Dimension rough measure but it is 1930mm long 600mm deep and 620mm high 830mm high including the lid


----------



## callith (Jun 15, 2008)

you should put a divider in there and turn it into two enclosures
looks good as well


----------



## Toastie (Jun 15, 2008)

Yea thats a very good idea Callith thanks, but it may be awhile till i get another herp as mum hasn't even gotten over this one, shes still debating to let this monstrous enclosure in the house haha


----------



## Toastie (Jun 15, 2008)

just a few of the features of the enclosure, It has a heat cord routed out in one third of the right hand side. A ceramic heat emitter above on the right hand side. A Fluro and a blue light in the center for viewing purposes. Black slate tiles, my dad had spare ones and i think they look good, nice colour and texture. All the lights and cords tucked away in the lid that can be opened up for easy cleaning access if need be.


----------



## stim72 (Jun 15, 2008)

*Great enclosure*

wow it looks good, your stimy should enjoy it

Just some advice make sure make sure you close up all the gaps on the fake rock wall, stimy love to hide in small gaps

Really great


----------



## Drazzy (Jun 15, 2008)

Is your snake called Pebbles ?

Lol this enclosure looks like a skit from Flintstones, which is awsome!


----------



## Toastie (Jun 15, 2008)

Cheers Stim72, yea i occasionally find my stim under his water bowl don't know how he gets there haha

Drazzy my snake is called Skitzza not pebbles, but maybe i'll rethink the name, Nah


----------



## Toastie (Jun 16, 2008)

i got the paint today for my rock wall, its a lightish brown for the base and i got a dark green, grey and dark brown to highlight some areas, hopefully it will look good


----------



## callith (Jun 16, 2008)

Toastie said:


> Yea thats a very good idea Callith thanks, but it may be awhile till i get another herp as mum hasn't even gotten over this one, shes still debating to let this monstrous enclosure in the house haha



Haha, sounds like my mum


----------



## adazz (Jun 16, 2008)

Wow very nice design on the back there, i love that idea... and if your dad is so into making a huge enclosure why don't you get a scrubby?


----------



## Tim.Arm (Jun 16, 2008)

*Great job.

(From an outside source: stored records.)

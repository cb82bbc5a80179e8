// src/cache.rs
//! # Snapshot Cache
//! TTL cache of the last computed [`Snapshot`] per key, with single-flight
//! refresh.
//!
//! An entry is live while `now < captured_at + ttl` (absolute TTL, no sliding
//! refresh). When no live entry exists, the first caller starts the refresh
//! on a detached tokio task; every caller arriving while that task runs
//! attaches to the same shared result. A failed refresh writes nothing, so
//! the previous entry (if any) is left exactly as it was.

use std::collections::HashMap;
use std::future::Future;
use std::sync::{Arc, Mutex, MutexGuard, PoisonError};
use std::time::{Duration, Instant};

use chrono::{DateTime, Utc};
use futures::future::{BoxFuture, FutureExt, Shared};
use metrics::{counter, histogram};

use crate::error::TransportError;
use crate::snapshot::Snapshot;

pub type SnapshotResult = Result<Arc<Snapshot>, TransportError>;

type InFlight = Shared<BoxFuture<'static, SnapshotResult>>;

/// Source of wall-clock time for expiry decisions.
pub trait Clock: Send + Sync {
    fn now(&self) -> DateTime<Utc>;
}

#[derive(Debug, Default, Clone, Copy)]
pub struct SystemClock;

impl Clock for SystemClock {
    fn now(&self) -> DateTime<Utc> {
        Utc::now()
    }
}

/// Hand-driven clock for tests and replays.
#[derive(Debug)]
pub struct ManualClock {
    now: Mutex<DateTime<Utc>>,
}

impl ManualClock {
    pub fn new(start: DateTime<Utc>) -> Self {
        Self {
            now: Mutex::new(start),
        }
    }

    pub fn set(&self, to: DateTime<Utc>) {
        *self.now.lock().unwrap_or_else(PoisonError::into_inner) = to;
    }

    pub fn advance(&self, by: Duration) {
        let mut now = self.now.lock().unwrap_or_else(PoisonError::into_inner);
        *now += chrono::Duration::from_std(by).unwrap_or(chrono::Duration::MAX);
    }
}

impl Clock for ManualClock {
    fn now(&self) -> DateTime<Utc> {
        *self.now.lock().unwrap_or_else(PoisonError::into_inner)
    }
}

/// A snapshot together with the instant it stops being served.
#[derive(Debug, Clone)]
pub struct CacheEntry {
    pub snapshot: Arc<Snapshot>,
    pub expires_at: DateTime<Utc>,
}

impl CacheEntry {
    pub fn new(snapshot: Arc<Snapshot>, ttl: Duration) -> Self {
        let ttl = chrono::Duration::from_std(ttl).unwrap_or(chrono::Duration::MAX);
        let expires_at = snapshot
            .captured_at()
            .checked_add_signed(ttl)
            .unwrap_or(DateTime::<Utc>::MAX_UTC);
        Self {
            snapshot,
            expires_at,
        }
    }

    pub fn is_live(&self, now: DateTime<Utc>) -> bool {
        now < self.expires_at
    }
}

/// Observable lifecycle of one cache key.
#[derive(Debug, Clone, Copy, PartialEq, Eq, serde::Serialize)]
#[serde(rename_all = "SCREAMING_SNAKE_CASE")]
pub enum CacheState {
    Empty,
    Fetching,
    Populated,
    Stale,
}

#[derive(Default)]
struct Slot {
    entry: Option<CacheEntry>,
    in_flight: Option<InFlight>,
}

type Slots = Arc<Mutex<HashMap<String, Slot>>>;

// Slots are only ever left in a consistent state, so a poisoned lock (a
// refresh closure that panicked while it was held) is safe to reuse.
fn lock_slots(slots: &Mutex<HashMap<String, Slot>>) -> MutexGuard<'_, HashMap<String, Slot>> {
    slots.lock().unwrap_or_else(PoisonError::into_inner)
}

/// Clears the in-flight marker if the refresh task ends without reaching its
/// normal completion path (panic, runtime shutdown).
struct FlightGuard {
    slots: Slots,
    key: String,
    armed: bool,
}

impl FlightGuard {
    fn disarm(mut self) {
        self.armed = false;
    }
}

impl Drop for FlightGuard {
    fn drop(&mut self) {
        if !self.armed {
            return;
        }
        if let Some(slot) = lock_slots(&self.slots).get_mut(&self.key) {
            slot.in_flight = None;
        }
        counter!("snapshot_refresh_errors_total").increment(1);
        tracing::debug!(target: "cache", key = %self.key, "refresh task ended abnormally; key released");
    }
}

/// Keyed snapshot cache. Cloning shares the underlying storage.
#[derive(Clone)]
pub struct SnapshotCache {
    slots: Slots,
    clock: Arc<dyn Clock>,
}

impl Default for SnapshotCache {
    fn default() -> Self {
        Self::new(Arc::new(SystemClock))
    }
}

impl SnapshotCache {
    pub fn new(clock: Arc<dyn Clock>) -> Self {
        Self {
            slots: Arc::new(Mutex::new(HashMap::new())),
            clock,
        }
    }

    pub fn now(&self) -> DateTime<Utc> {
        self.clock.now()
    }

    /// Return the live snapshot for `key`, or refresh it exactly once for all
    /// concurrent callers.
    ///
    /// `refresh` is only called (and its future only spawned) when this call
    /// starts a new flight. Dropping the returned future stops the wait, not
    /// the refresh. Must be called from within a tokio runtime.
    pub async fn get_or_refresh<F, Fut>(&self, key: &str, ttl: Duration, refresh: F) -> SnapshotResult
    where
        F: FnOnce() -> Fut,
        Fut: Future<Output = Result<Snapshot, TransportError>> + Send + 'static,
    {
        let flight = {
            let mut slots = lock_slots(&self.slots);
            let slot = slots.entry(key.to_string()).or_default();

            if let Some(entry) = slot.entry.as_ref().filter(|e| e.is_live(self.clock.now())) {
                counter!("snapshot_cache_hits_total").increment(1);
                tracing::trace!(target: "cache", key, "hit");
                return Ok(entry.snapshot.clone());
            }

            if let Some(flight) = slot.in_flight.clone() {
                counter!("snapshot_cache_joins_total").increment(1);
                tracing::trace!(target: "cache", key, "joining in-flight refresh");
                flight
            } else {
                counter!("snapshot_cache_misses_total").increment(1);
                tracing::debug!(
                    target: "cache",
                    key,
                    stale = slot.entry.is_some(),
                    "miss; starting refresh"
                );
                let flight = self.start_flight(key.to_string(), ttl, refresh());
                slot.in_flight = Some(flight.clone());
                flight
            }
        };

        flight.await
    }

    /// Spawn the refresh and wrap its join handle in a shareable future.
    ///
    /// Called with the slot map locked; the spawned task takes the same lock
    /// when it finishes, so `in_flight` is always installed before it is
    /// cleared. `FlightGuard` clears it when the task panics or is dropped.
    fn start_flight<Fut>(&self, key: String, ttl: Duration, fut: Fut) -> InFlight
    where
        Fut: Future<Output = Result<Snapshot, TransportError>> + Send + 'static,
    {
        let slots = Arc::clone(&self.slots);
        let handle = tokio::spawn(async move {
            let guard = FlightGuard {
                slots: Arc::clone(&slots),
                key: key.clone(),
                armed: true,
            };
            let t0 = Instant::now();
            let res = fut.await.map(Arc::new);
            histogram!("snapshot_refresh_ms").record(t0.elapsed().as_secs_f64() * 1_000.0);
            counter!("snapshot_refresh_total").increment(1);

            let mut map = lock_slots(&slots);
            let slot = map.entry(key.clone()).or_default();
            slot.in_flight = None;
            match &res {
                Ok(snapshot) => {
                    slot.entry = Some(CacheEntry::new(Arc::clone(snapshot), ttl));
                    tracing::debug!(target: "cache", key = %key, items = snapshot.len(), "stored");
                }
                Err(e) => {
                    counter!("snapshot_refresh_errors_total").increment(1);
                    tracing::debug!(target: "cache", key = %key, error = %e, "refresh failed; entry untouched");
                }
            }
            drop(map);
            guard.disarm();
            res
        });

        handle
            .map(|joined| {
                joined.unwrap_or_else(|e| {
                    Err(TransportError::Aborted {
                        reason: e.to_string(),
                    })
                })
            })
            .boxed()
            .shared()
    }

    /// Current entry for `key`, live or not, without refreshing.
    pub fn peek(&self, key: &str) -> Option<CacheEntry> {
        let slots = lock_slots(&self.slots);
        slots.get(key).and_then(|s| s.entry.clone())
    }

    pub fn state(&self, key: &str) -> CacheState {
        let slots = lock_slots(&self.slots);
        match slots.get(key) {
            None => CacheState::Empty,
            Some(slot) if slot.in_flight.is_some() => CacheState::Fetching,
            Some(Slot { entry: None, .. }) => CacheState::Empty,
            Some(Slot {
                entry: Some(e), ..
            }) => {
                if e.is_live(self.clock.now()) {
                    CacheState::Populated
                } else {
                    CacheState::Stale
                }
            }
        }
    }

    /// Drop the stored entry. An in-flight refresh is not affected and will
    /// store its result when it completes.
    pub fn invalidate(&self, key: &str) {
        let mut slots = lock_slots(&self.slots);
        if let Some(slot) = slots.get_mut(key) {
            slot.entry = None;
        }
    }
}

The fake wall looks awsome.*


----------



## mebebrian (Jun 16, 2008)

Crikey! you could house half a farm in that thing! :shock:
Lookin good mate but now you will have to convince your mum that it'll get lonely in that huge house and needs friends!


----------



## LadySnake (Jun 16, 2008)

That is one lucky Stimmy! It looks awsome!


----------



## FNQ_Snake (Jun 16, 2008)

Mate, that is fantastic. What did you use to paint the rocks? They look great.


----------



## pseudechis4740 (Jun 16, 2008)

Great box mate your old man certainly did a good job. Just a word of caution on small snakes in large enclosures: they may become timid feeders because they don't feel secure in such a large constantly changing environment. By this I mean the changes aren't as subtle as they are in nature. ie cleaning, feeding, human contact, etc. All of these activities create varying levels of stress in young snakes. Give it a go and hopefully you have no problems.


----------



## Toastie (Jun 17, 2008)

Thanks for that info yeah, im still cautions about it but my dad won't understand he'll be like get the bloody snake in there!! haha but i may put his click clack into this enclosure and take the lid of sometime and see if he wonders out (the big enclosure being fully escape proof tho).

FNQ snake, the fake rock wall is just normal grey cement mixed with a waterproofer and i've rubbed in brickies sand (yellow stuff) for texture, it's still going to be painted in the next couple of days hopefully.


----------



## Toastie (Jun 25, 2008)

Finally painted it!! but the painting isn't completely finished, just done a rough going over, needs some touch ups!!
The Glass came today and dads going to finish off the front frame over the next few nights and on the weekend. So hopefully when sunday nights rolls around we will be looking at the finished product!!


----------



## melgalea (Jun 25, 2008)

looks great, apart from the advice about keeping an eye on the snakes stress levels once its big enough to go in there. the only advice i have is... the snake hide u hav in the fake wall, can u access it. incase the snake goes in, is there a way to get the snake out of the hide incase it doesnt come out?


----------



## Toastie (Jun 25, 2008)

yes that hide is fully removable, it's a separate piece


----------



## Marzzy (Jun 25, 2008)

Nice job im looking at making one soon after i pay back my loans only own 510 to my dad and 85 to step dad... so 595 then i can start making it = )
Can't wait to for tax to come back either that will help buy my snake (BHP)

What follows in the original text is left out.